** Opening Records for processing block **

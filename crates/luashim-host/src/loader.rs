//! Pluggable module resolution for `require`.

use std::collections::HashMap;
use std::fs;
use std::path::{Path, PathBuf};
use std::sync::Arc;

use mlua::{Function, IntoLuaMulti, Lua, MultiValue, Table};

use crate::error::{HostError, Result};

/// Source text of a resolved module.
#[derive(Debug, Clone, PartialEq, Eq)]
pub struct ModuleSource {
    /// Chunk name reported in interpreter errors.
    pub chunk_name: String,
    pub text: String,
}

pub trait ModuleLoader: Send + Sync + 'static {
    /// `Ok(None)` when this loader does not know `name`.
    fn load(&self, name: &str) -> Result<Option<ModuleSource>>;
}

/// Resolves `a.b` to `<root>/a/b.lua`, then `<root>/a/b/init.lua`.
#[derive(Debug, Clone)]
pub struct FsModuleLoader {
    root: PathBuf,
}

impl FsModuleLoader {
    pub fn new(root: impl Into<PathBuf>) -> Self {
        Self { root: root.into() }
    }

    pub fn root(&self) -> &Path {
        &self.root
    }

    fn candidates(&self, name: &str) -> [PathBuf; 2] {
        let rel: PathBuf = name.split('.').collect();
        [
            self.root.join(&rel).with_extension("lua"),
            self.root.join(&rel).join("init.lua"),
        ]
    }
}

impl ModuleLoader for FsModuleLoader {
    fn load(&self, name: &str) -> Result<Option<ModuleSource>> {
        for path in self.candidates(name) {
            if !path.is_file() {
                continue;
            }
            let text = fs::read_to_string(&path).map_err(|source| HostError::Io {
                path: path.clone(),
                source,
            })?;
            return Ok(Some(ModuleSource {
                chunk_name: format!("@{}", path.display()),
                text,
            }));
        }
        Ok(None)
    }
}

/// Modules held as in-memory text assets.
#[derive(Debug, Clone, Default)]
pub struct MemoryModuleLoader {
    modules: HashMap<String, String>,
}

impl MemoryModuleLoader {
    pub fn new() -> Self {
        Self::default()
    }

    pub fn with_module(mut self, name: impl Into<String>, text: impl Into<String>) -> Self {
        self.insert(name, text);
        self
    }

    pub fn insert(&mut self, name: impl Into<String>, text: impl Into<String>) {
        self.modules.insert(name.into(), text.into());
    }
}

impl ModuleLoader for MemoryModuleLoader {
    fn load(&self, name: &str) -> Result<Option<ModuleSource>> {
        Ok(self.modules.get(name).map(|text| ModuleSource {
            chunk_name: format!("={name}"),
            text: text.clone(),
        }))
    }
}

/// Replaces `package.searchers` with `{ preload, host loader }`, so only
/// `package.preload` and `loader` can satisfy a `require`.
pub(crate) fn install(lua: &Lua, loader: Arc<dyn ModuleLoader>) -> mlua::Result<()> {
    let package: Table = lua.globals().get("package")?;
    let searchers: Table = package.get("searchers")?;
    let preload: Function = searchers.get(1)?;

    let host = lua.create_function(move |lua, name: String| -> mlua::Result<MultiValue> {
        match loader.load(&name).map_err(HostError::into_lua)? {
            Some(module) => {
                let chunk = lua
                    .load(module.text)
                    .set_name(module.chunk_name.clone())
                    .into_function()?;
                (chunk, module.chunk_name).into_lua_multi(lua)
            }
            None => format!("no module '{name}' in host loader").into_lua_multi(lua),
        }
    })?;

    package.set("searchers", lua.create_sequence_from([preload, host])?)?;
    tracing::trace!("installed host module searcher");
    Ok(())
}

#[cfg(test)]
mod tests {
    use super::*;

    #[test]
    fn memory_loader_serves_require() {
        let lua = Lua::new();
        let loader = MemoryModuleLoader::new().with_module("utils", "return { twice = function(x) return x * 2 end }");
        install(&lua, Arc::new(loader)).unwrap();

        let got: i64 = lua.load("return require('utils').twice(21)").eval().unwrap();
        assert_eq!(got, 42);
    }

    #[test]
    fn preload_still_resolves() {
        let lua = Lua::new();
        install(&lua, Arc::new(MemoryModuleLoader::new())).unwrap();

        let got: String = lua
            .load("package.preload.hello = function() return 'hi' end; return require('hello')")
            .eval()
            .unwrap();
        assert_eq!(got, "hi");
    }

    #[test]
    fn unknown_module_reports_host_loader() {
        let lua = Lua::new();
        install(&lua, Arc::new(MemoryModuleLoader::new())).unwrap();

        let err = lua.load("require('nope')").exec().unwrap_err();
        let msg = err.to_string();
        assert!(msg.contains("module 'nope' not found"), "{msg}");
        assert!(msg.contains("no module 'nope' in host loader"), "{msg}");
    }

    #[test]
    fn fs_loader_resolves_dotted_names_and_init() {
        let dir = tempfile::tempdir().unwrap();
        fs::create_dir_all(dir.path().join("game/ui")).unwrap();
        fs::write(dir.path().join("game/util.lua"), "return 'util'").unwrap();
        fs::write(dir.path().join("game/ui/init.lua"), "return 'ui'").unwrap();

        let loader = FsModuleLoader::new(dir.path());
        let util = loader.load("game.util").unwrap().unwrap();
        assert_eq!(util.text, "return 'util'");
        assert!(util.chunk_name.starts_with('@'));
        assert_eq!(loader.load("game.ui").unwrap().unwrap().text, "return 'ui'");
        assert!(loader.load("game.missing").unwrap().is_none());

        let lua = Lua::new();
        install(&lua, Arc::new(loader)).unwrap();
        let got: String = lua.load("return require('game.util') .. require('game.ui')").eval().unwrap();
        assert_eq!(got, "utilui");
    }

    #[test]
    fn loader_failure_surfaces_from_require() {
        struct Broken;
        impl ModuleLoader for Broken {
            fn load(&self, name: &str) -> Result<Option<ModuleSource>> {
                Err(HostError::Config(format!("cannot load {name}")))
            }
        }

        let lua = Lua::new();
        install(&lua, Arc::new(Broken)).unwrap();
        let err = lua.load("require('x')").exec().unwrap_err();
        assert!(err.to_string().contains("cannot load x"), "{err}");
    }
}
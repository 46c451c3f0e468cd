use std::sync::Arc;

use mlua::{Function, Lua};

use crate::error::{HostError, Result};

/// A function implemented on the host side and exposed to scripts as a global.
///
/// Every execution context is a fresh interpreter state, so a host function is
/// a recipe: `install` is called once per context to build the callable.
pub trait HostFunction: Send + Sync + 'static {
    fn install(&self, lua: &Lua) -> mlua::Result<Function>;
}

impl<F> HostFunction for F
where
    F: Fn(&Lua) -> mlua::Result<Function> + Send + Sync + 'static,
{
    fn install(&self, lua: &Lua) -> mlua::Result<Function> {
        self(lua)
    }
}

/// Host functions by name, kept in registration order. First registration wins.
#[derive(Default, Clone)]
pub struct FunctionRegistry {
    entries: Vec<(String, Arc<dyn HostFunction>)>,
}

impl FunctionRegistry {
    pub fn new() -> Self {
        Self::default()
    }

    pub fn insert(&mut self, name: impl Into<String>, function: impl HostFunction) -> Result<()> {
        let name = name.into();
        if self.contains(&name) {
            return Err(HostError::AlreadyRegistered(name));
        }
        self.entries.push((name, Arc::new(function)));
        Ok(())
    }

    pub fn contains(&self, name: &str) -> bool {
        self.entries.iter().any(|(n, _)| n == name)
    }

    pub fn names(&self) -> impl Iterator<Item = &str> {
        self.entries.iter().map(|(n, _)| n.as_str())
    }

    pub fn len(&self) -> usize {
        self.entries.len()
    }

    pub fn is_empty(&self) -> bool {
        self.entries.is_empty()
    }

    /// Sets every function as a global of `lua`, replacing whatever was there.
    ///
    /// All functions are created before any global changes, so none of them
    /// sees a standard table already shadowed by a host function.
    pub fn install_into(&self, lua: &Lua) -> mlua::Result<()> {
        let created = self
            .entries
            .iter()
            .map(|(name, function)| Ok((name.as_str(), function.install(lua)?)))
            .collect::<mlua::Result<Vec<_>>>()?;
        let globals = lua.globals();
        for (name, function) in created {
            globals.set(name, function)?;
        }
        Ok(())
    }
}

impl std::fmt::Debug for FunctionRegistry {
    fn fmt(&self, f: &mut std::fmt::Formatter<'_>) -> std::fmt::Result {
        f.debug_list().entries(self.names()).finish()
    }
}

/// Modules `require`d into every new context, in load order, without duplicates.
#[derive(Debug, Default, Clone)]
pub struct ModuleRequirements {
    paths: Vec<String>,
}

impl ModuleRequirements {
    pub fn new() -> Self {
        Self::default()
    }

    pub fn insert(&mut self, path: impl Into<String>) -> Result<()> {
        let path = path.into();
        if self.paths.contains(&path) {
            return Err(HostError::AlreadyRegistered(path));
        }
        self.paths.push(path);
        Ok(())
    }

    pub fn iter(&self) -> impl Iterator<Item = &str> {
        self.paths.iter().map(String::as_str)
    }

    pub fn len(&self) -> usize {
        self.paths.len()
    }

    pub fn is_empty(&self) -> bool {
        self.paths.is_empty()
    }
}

** Closing Records for processing block **

» **Your task**
How many lines of the data contain the word "nope"? Answer with the number alone.

» **Answer for the task**
3